» **Activity**:
Among the records below, find each line bearing the word "distinct" and copy it.

» **Exercise input**:
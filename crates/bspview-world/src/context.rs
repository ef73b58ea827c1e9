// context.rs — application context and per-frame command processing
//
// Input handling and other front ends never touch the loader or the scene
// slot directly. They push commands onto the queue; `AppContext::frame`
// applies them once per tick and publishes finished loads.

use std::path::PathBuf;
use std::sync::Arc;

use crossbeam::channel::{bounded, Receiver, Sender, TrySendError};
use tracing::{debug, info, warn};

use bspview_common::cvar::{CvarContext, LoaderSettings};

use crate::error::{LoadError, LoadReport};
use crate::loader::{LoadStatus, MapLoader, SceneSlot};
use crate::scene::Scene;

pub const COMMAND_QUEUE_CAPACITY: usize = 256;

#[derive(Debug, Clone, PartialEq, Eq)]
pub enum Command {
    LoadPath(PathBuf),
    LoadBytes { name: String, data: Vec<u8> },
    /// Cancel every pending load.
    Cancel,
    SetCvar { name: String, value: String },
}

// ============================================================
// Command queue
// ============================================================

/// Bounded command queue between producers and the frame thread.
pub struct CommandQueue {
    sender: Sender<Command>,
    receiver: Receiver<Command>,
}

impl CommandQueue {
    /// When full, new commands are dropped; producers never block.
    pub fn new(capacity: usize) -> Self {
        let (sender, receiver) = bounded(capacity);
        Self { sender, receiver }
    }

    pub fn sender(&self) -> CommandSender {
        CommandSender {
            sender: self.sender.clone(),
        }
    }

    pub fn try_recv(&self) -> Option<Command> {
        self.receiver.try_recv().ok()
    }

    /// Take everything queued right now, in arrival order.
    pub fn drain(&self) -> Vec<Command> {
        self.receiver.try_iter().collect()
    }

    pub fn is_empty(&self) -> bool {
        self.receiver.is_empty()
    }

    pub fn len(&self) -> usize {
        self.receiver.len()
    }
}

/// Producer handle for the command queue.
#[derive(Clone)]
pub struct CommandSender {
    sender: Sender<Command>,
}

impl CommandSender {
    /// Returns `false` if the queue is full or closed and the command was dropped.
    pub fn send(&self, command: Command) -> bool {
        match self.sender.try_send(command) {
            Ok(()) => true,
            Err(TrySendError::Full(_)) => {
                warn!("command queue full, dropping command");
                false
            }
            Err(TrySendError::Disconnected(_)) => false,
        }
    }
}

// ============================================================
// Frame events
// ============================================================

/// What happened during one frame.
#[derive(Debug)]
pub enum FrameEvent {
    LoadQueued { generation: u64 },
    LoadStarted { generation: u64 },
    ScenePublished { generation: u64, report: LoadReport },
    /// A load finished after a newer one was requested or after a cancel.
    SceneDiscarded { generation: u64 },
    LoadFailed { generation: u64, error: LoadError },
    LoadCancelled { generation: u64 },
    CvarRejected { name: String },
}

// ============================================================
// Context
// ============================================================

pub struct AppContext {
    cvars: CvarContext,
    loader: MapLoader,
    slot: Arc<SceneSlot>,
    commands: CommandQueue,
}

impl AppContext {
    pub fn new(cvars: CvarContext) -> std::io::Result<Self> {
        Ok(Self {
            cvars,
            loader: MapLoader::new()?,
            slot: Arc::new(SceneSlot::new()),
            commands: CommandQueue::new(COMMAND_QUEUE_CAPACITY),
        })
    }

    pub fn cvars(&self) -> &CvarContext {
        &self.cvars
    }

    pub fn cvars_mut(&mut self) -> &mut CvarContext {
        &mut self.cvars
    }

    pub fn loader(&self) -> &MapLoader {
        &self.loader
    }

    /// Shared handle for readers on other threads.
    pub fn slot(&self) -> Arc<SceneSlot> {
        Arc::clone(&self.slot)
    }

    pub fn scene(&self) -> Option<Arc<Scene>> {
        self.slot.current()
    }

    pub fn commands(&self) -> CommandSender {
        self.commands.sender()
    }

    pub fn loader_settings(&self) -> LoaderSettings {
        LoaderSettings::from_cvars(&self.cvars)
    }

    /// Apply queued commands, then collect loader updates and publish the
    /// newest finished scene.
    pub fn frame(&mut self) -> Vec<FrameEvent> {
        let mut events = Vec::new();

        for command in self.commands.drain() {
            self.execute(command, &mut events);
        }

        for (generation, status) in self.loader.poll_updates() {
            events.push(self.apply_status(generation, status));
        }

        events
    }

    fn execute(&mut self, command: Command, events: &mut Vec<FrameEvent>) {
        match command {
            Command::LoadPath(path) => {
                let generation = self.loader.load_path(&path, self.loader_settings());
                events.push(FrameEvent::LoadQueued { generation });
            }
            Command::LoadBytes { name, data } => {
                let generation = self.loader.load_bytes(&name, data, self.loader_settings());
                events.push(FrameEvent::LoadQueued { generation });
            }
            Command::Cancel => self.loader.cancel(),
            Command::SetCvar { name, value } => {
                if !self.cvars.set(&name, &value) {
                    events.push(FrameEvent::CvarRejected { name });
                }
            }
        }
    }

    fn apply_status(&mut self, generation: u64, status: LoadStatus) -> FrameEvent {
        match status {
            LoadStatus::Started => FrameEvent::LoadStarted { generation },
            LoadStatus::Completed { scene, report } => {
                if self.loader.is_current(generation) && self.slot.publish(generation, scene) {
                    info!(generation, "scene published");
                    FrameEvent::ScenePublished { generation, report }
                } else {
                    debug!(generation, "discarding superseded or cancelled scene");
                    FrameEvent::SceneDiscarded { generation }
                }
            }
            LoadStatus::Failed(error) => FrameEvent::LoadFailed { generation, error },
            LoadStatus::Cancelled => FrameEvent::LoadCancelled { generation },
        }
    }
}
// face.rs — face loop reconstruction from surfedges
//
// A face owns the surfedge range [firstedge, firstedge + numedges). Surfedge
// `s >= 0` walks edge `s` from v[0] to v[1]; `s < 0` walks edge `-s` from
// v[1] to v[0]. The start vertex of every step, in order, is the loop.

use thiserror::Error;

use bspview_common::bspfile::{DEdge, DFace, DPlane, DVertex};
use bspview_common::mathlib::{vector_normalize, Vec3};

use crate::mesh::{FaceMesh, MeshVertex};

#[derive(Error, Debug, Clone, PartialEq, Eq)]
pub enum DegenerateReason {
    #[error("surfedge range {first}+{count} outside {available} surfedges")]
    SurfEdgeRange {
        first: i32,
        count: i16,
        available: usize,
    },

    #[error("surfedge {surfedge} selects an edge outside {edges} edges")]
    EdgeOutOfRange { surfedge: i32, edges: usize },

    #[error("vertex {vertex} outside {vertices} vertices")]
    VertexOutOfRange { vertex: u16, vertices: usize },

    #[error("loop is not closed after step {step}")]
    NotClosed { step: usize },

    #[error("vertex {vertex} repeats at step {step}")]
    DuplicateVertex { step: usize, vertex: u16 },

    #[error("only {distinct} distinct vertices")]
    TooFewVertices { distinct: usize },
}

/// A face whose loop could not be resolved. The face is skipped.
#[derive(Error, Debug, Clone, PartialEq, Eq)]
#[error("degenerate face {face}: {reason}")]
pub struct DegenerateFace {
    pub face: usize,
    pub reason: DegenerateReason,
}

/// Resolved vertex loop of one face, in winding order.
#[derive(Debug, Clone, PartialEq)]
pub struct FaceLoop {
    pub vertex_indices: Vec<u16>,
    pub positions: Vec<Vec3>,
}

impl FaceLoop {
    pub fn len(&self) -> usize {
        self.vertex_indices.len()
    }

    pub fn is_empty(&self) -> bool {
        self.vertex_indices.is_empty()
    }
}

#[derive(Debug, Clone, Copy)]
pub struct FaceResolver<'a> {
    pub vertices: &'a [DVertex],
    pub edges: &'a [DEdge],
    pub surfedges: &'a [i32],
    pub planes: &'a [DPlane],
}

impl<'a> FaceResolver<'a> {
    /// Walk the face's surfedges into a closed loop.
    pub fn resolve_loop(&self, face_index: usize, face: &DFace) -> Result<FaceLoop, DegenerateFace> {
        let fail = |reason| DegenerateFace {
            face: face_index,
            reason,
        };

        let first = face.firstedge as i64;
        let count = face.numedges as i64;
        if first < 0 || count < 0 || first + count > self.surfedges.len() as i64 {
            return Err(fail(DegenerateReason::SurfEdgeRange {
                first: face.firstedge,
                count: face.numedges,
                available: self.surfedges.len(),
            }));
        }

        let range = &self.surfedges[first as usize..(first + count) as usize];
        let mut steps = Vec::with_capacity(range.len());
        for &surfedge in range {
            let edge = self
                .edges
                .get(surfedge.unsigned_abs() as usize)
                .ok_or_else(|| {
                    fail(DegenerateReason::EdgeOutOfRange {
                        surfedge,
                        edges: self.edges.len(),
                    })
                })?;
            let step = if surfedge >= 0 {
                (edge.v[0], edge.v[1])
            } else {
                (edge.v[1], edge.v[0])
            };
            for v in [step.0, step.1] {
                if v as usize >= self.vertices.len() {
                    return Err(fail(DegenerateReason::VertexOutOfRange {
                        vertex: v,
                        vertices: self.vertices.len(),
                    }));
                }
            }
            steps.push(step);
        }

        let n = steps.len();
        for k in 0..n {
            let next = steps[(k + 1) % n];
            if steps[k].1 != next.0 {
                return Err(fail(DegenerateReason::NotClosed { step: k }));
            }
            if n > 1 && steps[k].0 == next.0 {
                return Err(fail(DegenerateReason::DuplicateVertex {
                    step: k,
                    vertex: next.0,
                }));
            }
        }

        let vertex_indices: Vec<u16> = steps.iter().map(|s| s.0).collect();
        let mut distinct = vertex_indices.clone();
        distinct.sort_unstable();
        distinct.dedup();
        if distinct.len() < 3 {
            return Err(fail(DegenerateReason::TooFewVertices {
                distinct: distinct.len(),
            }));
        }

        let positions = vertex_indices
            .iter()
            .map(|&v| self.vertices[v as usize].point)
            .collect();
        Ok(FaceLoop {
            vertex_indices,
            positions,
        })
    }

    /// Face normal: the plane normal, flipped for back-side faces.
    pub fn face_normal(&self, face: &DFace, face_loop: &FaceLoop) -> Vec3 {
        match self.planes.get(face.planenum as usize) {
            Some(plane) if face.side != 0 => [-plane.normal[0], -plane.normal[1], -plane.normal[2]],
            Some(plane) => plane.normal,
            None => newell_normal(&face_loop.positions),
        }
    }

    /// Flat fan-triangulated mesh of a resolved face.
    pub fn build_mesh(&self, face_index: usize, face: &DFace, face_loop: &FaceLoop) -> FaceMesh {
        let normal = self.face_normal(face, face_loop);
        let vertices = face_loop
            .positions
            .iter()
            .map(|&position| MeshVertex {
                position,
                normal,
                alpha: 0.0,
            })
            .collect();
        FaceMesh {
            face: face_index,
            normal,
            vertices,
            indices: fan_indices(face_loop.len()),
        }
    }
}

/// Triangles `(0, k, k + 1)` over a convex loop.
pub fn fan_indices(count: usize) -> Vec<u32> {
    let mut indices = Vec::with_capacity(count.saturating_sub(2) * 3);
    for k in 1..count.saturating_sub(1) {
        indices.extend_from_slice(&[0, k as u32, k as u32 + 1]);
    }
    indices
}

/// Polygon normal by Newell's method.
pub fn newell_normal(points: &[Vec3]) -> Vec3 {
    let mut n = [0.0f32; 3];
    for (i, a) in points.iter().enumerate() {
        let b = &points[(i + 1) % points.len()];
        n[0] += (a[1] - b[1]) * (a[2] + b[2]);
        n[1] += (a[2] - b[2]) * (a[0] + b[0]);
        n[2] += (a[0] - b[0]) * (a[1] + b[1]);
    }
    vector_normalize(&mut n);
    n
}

...

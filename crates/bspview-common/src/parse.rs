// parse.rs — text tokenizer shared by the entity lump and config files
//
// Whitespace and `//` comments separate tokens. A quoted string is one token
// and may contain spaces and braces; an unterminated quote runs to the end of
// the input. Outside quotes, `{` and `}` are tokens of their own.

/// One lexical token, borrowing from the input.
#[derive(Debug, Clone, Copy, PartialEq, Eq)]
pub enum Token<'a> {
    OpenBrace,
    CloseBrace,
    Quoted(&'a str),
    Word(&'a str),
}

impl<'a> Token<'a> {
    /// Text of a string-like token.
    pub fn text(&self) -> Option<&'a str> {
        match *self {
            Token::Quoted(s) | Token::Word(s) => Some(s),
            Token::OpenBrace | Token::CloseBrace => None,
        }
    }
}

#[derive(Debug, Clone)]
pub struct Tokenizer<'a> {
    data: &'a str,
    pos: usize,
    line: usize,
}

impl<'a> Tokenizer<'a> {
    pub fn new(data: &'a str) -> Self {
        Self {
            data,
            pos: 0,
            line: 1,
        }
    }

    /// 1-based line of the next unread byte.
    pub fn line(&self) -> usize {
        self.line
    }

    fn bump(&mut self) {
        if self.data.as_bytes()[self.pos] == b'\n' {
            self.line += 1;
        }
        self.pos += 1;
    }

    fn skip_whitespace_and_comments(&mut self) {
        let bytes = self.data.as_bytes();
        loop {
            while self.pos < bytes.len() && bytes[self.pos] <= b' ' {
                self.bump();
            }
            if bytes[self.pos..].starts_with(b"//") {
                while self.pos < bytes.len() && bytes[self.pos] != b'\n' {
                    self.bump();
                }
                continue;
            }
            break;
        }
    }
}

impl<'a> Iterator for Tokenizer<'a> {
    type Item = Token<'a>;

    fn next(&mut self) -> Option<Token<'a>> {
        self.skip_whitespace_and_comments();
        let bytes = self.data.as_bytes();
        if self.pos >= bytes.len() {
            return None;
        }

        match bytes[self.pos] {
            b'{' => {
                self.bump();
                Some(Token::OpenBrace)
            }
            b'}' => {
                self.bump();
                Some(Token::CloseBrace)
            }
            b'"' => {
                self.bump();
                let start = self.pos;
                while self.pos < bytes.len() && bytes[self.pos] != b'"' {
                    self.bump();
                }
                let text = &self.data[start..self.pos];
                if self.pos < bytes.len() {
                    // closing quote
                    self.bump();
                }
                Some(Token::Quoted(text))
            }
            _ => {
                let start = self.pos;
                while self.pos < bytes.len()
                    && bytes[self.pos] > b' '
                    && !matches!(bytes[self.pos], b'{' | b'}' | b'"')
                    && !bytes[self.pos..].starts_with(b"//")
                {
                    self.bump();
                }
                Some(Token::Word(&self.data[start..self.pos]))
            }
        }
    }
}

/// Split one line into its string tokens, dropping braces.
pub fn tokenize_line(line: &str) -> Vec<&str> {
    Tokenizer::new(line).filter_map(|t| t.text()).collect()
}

==

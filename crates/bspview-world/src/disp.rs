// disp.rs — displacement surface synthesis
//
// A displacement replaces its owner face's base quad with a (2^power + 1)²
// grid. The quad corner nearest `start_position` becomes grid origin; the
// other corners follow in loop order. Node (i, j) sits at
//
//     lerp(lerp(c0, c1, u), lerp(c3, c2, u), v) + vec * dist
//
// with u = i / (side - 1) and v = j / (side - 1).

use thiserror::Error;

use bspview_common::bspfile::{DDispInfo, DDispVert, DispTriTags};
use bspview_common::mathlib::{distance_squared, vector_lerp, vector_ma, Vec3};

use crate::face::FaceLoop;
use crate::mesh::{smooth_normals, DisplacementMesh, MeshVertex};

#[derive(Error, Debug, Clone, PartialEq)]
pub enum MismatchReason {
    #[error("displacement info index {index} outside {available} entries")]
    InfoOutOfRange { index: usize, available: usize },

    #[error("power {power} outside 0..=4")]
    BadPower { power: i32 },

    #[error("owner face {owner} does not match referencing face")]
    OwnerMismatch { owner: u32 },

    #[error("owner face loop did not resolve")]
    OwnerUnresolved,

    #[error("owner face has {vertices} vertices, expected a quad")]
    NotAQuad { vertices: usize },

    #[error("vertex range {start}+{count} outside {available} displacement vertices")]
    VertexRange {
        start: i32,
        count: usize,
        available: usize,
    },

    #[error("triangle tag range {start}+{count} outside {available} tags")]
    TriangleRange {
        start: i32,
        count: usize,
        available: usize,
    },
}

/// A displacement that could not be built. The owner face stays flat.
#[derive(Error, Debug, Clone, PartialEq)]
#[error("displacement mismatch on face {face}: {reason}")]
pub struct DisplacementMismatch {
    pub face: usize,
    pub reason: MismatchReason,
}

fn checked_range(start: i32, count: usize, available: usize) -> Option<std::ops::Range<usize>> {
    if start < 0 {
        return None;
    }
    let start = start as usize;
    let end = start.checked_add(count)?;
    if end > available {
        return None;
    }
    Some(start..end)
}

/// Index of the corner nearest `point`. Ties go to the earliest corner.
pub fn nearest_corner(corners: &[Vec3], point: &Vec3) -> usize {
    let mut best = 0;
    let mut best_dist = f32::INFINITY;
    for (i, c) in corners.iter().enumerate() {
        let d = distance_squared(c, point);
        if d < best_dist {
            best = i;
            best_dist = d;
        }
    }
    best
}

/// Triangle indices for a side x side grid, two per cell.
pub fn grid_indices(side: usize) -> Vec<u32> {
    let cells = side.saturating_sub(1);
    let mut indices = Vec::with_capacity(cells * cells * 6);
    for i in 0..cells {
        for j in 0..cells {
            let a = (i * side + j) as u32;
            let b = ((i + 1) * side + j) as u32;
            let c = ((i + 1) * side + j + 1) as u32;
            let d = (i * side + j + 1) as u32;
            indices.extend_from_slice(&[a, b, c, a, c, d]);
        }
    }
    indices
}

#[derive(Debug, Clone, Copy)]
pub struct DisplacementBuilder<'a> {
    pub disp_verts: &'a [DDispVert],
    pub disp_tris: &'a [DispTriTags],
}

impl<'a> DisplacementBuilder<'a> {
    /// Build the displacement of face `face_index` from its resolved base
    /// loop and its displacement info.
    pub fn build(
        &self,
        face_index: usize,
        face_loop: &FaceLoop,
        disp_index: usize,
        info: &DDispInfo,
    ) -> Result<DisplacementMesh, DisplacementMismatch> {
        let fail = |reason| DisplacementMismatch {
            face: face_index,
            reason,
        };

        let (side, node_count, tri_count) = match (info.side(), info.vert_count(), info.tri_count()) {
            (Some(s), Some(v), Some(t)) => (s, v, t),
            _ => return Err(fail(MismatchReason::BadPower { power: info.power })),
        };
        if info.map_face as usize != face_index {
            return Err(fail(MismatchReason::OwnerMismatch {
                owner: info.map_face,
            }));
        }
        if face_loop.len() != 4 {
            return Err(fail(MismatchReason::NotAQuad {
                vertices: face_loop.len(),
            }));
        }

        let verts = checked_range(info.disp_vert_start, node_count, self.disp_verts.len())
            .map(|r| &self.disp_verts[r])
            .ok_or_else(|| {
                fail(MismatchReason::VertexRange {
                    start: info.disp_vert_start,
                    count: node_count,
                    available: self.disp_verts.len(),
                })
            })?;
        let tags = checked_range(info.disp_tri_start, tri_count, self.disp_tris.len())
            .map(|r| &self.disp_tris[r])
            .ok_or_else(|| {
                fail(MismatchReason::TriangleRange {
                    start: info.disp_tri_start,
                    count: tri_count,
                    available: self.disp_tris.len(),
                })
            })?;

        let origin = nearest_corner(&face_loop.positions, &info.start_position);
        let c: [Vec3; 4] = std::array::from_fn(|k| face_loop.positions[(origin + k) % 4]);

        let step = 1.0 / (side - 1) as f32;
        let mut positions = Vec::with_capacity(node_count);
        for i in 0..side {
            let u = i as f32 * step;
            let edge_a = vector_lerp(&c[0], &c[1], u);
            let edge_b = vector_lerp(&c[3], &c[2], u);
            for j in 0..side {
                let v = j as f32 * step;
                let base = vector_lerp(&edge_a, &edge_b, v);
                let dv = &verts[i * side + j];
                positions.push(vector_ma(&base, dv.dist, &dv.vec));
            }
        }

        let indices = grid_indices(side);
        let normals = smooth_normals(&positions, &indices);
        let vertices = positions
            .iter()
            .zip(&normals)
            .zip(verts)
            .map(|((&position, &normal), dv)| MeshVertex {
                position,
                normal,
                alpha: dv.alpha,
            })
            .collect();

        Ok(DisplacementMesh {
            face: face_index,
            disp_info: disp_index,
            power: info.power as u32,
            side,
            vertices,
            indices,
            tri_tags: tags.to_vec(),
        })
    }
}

» **Solution**:
    #[error("only {distinct} distinct vertices")]
    TooFewVertices { distinct: usize },
        let mut distinct = vertex_indices.clone();
        distinct.sort_unstable();
        distinct.dedup();
        if distinct.len() < 3 {
                distinct: distinct.len(),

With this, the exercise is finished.